__Required work__. Gather each line of the entries below that includes "async".

__Source material__.
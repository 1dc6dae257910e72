//! Offline sync coordinator.
//!
//! Owns the in-memory queue of [`PendingAction`]s and is the only writer of
//! its key in the durable store. Every mutation of the queue is persisted
//! before the in-memory copy changes, so the two never diverge once a call
//! returns.
//!
//! # Lifecycle
//!
//! ```text
//! new()  ── hydrate queue from store (malformed → empty)
//! start() ── subscribe to monitor, spawn listener
//!   on_connectivity(): not-ready → ready ⇒ spawn one sync()
//! stop() / drop ── abort listener
//! ```
//!
//! # Sync
//!
//! `sync()` replays the queue head-first, one action at a time. Each success
//! is checkpointed (removed and persisted) before the next replay starts. The
//! first failure stops the run and leaves the failed action at the head, so
//! later actions are never applied ahead of the ones they depend on.

use std::sync::{Arc, Mutex, MutexGuard, PoisonError};
use std::time::Duration;

use chrono::{DateTime, Utc};
use serde::Serialize;
use tokio::sync::broadcast::error::RecvError;
use tokio::task::JoinHandle;
use tracing::{debug, info, warn};

use crate::action::PendingAction;
use crate::codec;
use crate::config::SyncConfig;
use crate::connectivity::ConnectivityState;
use crate::error::{Result, SyncError};
use crate::monitor::{ConnectivityMonitor, Subscription};
use crate::replay::{ReplayError, ReplayHandler};
use crate::store::KeyValueStore;

fn lock<T>(m: &Mutex<T>) -> MutexGuard<'_, T> {
    m.lock().unwrap_or_else(PoisonError::into_inner)
}

// ---------------------------------------------------------------------------
// SyncReport / SyncStats
// ---------------------------------------------------------------------------

#[derive(Debug, Clone, Copy, PartialEq, Eq, Serialize)]
#[serde(rename_all = "snake_case")]
pub enum SkipReason {
    /// Offline, or online without internet reachability.
    NotReady,
    EmptyQueue,
}

/// Outcome of a `sync()` call that did not fail.
#[derive(Debug, Clone, PartialEq, Eq, Serialize)]
pub struct SyncReport {
    pub replayed: usize,
    pub remaining: usize,
    /// Set when preconditions failed and nothing was attempted.
    pub skipped: Option<SkipReason>,
    /// Connectivity dropped mid-run; the rest stays queued.
    pub interrupted: bool,
}

impl SyncReport {
    fn skipped(reason: SkipReason, remaining: usize) -> Self {
        Self {
            replayed: 0,
            remaining,
            skipped: Some(reason),
            interrupted: false,
        }
    }
}

#[derive(Debug, Clone, Default, PartialEq, Eq, Serialize)]
pub struct SyncStats {
    /// Syncs that passed their preconditions and replayed at least one action
    /// or failed trying.
    pub syncs_run: u64,
    pub last_sync_replayed: usize,
    pub last_sync_at: Option<DateTime<Utc>>,
    /// `None` when the last run succeeded.
    pub last_error: Option<String>,
}

// ---------------------------------------------------------------------------
// SyncCoordinator
// ---------------------------------------------------------------------------

pub struct SyncCoordinator {
    inner: Arc<Inner>,
    listener: Mutex<Option<Subscription>>,
}

struct Inner {
    store: Arc<dyn KeyValueStore>,
    handler: Arc<dyn ReplayHandler>,
    storage_key: String,
    replay_timeout: Option<Duration>,
    queue: Mutex<Vec<PendingAction>>,
    connectivity: Mutex<ConnectivityState>,
    stats: Mutex<SyncStats>,
    /// Held for the whole of a sync run.
    sync_guard: tokio::sync::Mutex<()>,
}

impl SyncCoordinator {
    /// Build a coordinator and hydrate its queue from `store`.
    ///
    /// Absent or malformed persisted content yields an empty queue. A failing
    /// store read is returned as an error.
    pub fn new(
        store: Arc<dyn KeyValueStore>,
        handler: Arc<dyn ReplayHandler>,
        config: &SyncConfig,
    ) -> Result<Self> {
        if config.storage_key.trim().is_empty() {
            return Err(SyncError::Config("storage_key must not be empty".into()));
        }
        let queue = match store.get(&config.storage_key)? {
            Some(raw) => codec::decode_or_empty(&raw),
            None => Vec::new(),
        };
        debug!(
            key = %config.storage_key,
            pending = queue.len(),
            "hydrated offline queue"
        );

        Ok(Self {
            inner: Arc::new(Inner {
                store,
                handler,
                storage_key: config.storage_key.clone(),
                replay_timeout: config.replay_timeout(),
                queue: Mutex::new(queue),
                connectivity: Mutex::new(ConnectivityState::OFFLINE),
                stats: Mutex::new(SyncStats::default()),
                sync_guard: tokio::sync::Mutex::new(()),
            }),
            listener: Mutex::new(None),
        })
    }

    // -----------------------------------------------------------------------
    // Lifecycle
    // -----------------------------------------------------------------------

    /// Subscribe to `monitor` and react to its events until `stop()`.
    ///
    /// Calling `start` while already started is a no-op. Must run inside a
    /// Tokio runtime.
    pub fn start(&self, monitor: &dyn ConnectivityMonitor) -> Result<()> {
        let mut listener = lock(&self.listener);
        if listener.is_some() {
            return Ok(());
        }
        if tokio::runtime::Handle::try_current().is_err() {
            return Err(SyncError::NoRuntime);
        }

        let mut rx = monitor.subscribe();
        let inner = Arc::clone(&self.inner);
        let handle = tokio::spawn(async move {
            loop {
                match rx.recv().await {
                    Ok(state) => {
                        // Detached: the spawned sync logs its own outcome.
                        let _ = inner.on_connectivity(state);
                    }
                    Err(RecvError::Lagged(skipped)) => {
                        warn!(skipped, "connectivity listener lagged");
                    }
                    Err(RecvError::Closed) => {
                        debug!("connectivity monitor closed");
                        break;
                    }
                }
            }
        });
        *listener = Some(Subscription::new(handle));
        debug!("coordinator started");
        Ok(())
    }

    /// Release the monitor subscription. Returns whether one was active.
    pub fn stop(&self) -> bool {
        let stopped = lock(&self.listener).take().is_some();
        if stopped {
            debug!("coordinator stopped");
        }
        stopped
    }

    pub fn is_started(&self) -> bool {
        lock(&self.listener)
            .as_ref()
            .is_some_and(Subscription::is_active)
    }

    // -----------------------------------------------------------------------
    // Read-only surface
    // -----------------------------------------------------------------------

    pub fn connectivity(&self) -> ConnectivityState {
        self.inner.connectivity()
    }

    pub fn is_online(&self) -> bool {
        self.connectivity().is_online
    }

    pub fn is_reachable(&self) -> bool {
        self.connectivity().is_reachable
    }

    /// Snapshot of the queue, oldest first.
    pub fn pending_actions(&self) -> Vec<PendingAction> {
        lock(&self.inner.queue).clone()
    }

    pub fn pending_count(&self) -> usize {
        self.inner.pending_count()
    }

    pub fn stats(&self) -> SyncStats {
        lock(&self.inner.stats).clone()
    }

    // -----------------------------------------------------------------------
    // Mutations
    // -----------------------------------------------------------------------

    /// Append `payload` to the queue and persist before returning.
    ///
    /// On a store error the queue is left as it was and the error is
    /// returned; the action is not queued.
    pub fn queue_action(&self, payload: serde_json::Value) -> Result<PendingAction> {
        let action = PendingAction::new(payload);
        let mut queue = lock(&self.inner.queue);
        queue.push(action.clone());
        if let Err(e) = self.inner.persist(&queue) {
            queue.pop();
            warn!(error = %e, "failed to persist queued action");
            return Err(e);
        }
        debug!(id = %action.id, pending = queue.len(), "queued action");
        Ok(action)
    }

    /// Replay pending actions in order. See the module docs.
    pub async fn sync(&self) -> Result<SyncReport> {
        self.inner.sync().await
    }

    /// Record a connectivity event.
    ///
    /// On a not-ready → ready transition a sync is spawned and its handle
    /// returned; dropping the handle detaches it. Repeated ready events, or
    /// events delivered outside a Tokio runtime, return `None`.
    pub fn on_connectivity(
        &self,
        state: ConnectivityState,
    ) -> Option<JoinHandle<Result<SyncReport>>> {
        self.inner.on_connectivity(state)
    }
}

// ---------------------------------------------------------------------------
// Inner
// ---------------------------------------------------------------------------

impl Inner {
    fn connectivity(&self) -> ConnectivityState {
        *lock(&self.connectivity)
    }

    fn pending_count(&self) -> usize {
        lock(&self.queue).len()
    }

    /// Write `actions` under the storage key, deleting it when empty.
    fn persist(&self, actions: &[PendingAction]) -> Result<()> {
        if actions.is_empty() {
            self.store.delete(&self.storage_key)
        } else {
            let raw = codec::encode_queue(actions)?;
            self.store.set(&self.storage_key, &raw)
        }
    }

    fn on_connectivity(
        self: &Arc<Self>,
        state: ConnectivityState,
    ) -> Option<JoinHandle<Result<SyncReport>>> {
        let previous = std::mem::replace(&mut *lock(&self.connectivity), state);
        if previous != state {
            debug!(?previous, ?state, "connectivity changed");
        }
        if !previous.becomes_ready(&state) {
            return None;
        }

        if tokio::runtime::Handle::try_current().is_err() {
            warn!("connectivity restored outside a runtime; automatic sync skipped");
            return None;
        }

        info!(pending = self.pending_count(), "connectivity restored, syncing");
        let inner = Arc::clone(self);
        Some(tokio::spawn(async move {
            let result = inner.sync().await;
            match &result {
                Ok(report) => debug!(?report, "automatic sync finished"),
                Err(e) => warn!(error = %e, "automatic sync failed"),
            }
            result
        }))
    }

    async fn sync(&self) -> Result<SyncReport> {
        // A second caller waits here, then re-checks preconditions against
        // whatever the first run left behind.
        let _running = self.sync_guard.lock().await;

        if !self.connectivity().is_ready() {
            return Ok(SyncReport::skipped(SkipReason::NotReady, self.pending_count()));
        }
        if self.pending_count() == 0 {
            return Ok(SyncReport::skipped(SkipReason::EmptyQueue, 0));
        }

        let started_at = Utc::now();
        let mut replayed = 0usize;
        let outcome = loop {
            if !self.connectivity().is_ready() {
                info!(replayed, "connectivity lost mid-sync, stopping");
                break Ok(true);
            }
            let head = lock(&self.queue).first().cloned();
            let Some(action) = head else {
                break Ok(false);
            };

            match self.replay_one(&action).await {
                Ok(()) => {
                    if let Err(e) = self.checkpoint(&action) {
                        break Err(e);
                    }
                    replayed += 1;
                    debug!(id = %action.id, "replayed action");
                }
                Err(reason) => {
                    self.record_failure(&action, &reason);
                    warn!(id = %action.id, error = %reason, replayed, "replay failed, halting sync");
                    break Err(SyncError::Replay {
                        id: action.id,
                        replayed,
                        reason: reason.to_string(),
                    });
                }
            }
        };

        {
            let mut stats = lock(&self.stats);
            stats.syncs_run += 1;
            stats.last_sync_replayed = replayed;
            stats.last_sync_at = Some(started_at);
            stats.last_error = outcome.as_ref().err().map(|e| e.to_string());
        }

        let interrupted = outcome?;
        let remaining = self.pending_count();
        info!(replayed, remaining, interrupted, "sync finished");
        Ok(SyncReport {
            replayed,
            remaining,
            skipped: None,
            interrupted,
        })
    }

    async fn replay_one(&self, action: &PendingAction) -> std::result::Result<(), ReplayError> {
        match self.replay_timeout {
            Some(limit) => match tokio::time::timeout(limit, self.handler.replay(action)).await {
                Ok(result) => result,
                Err(_) => Err(ReplayError::new(format!(
                    "replay timed out after {}ms",
                    limit.as_millis()
                ))),
            },
            None => self.handler.replay(action).await,
        }
    }

    /// Drop the replayed head of the queue, persisting first.
    fn checkpoint(&self, replayed: &PendingAction) -> Result<()> {
        let mut queue = lock(&self.queue);
        // Only a sync removes from the front, and syncs are serialised.
        debug_assert_eq!(queue.first().map(|a| a.id), Some(replayed.id));
        self.persist(&queue[1..])?;
        queue.remove(0);
        Ok(())
    }

    /// Note the failure on the head action. A store error here is logged and
    /// the queue is left untouched.
    fn record_failure(&self, failed: &PendingAction, reason: &ReplayError) {
        let mut queue = lock(&self.queue);
        let Some(head) = queue.first_mut() else {
            return;
        };
        if head.id != failed.id {
            return;
        }
        let before = head.clone();
        head.record_failure(reason.to_string());
        if let Err(e) = self.persist(&queue) {
            warn!(error = %e, "failed to persist replay failure");
            queue[0] = before;
        }
    }
}

// ---------------------------------------------------------------------------
// Tests
// ---------------------------------------------------------------------------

__Task solution__.
        let handle = tokio::spawn(async move {
    pub async fn sync(&self) -> Result<SyncReport> {
        Some(tokio::spawn(async move {
    async fn sync(&self) -> Result<SyncReport> {
    async fn replay_one(&self, action: &PendingAction) -> std::result::Result<(), ReplayError> {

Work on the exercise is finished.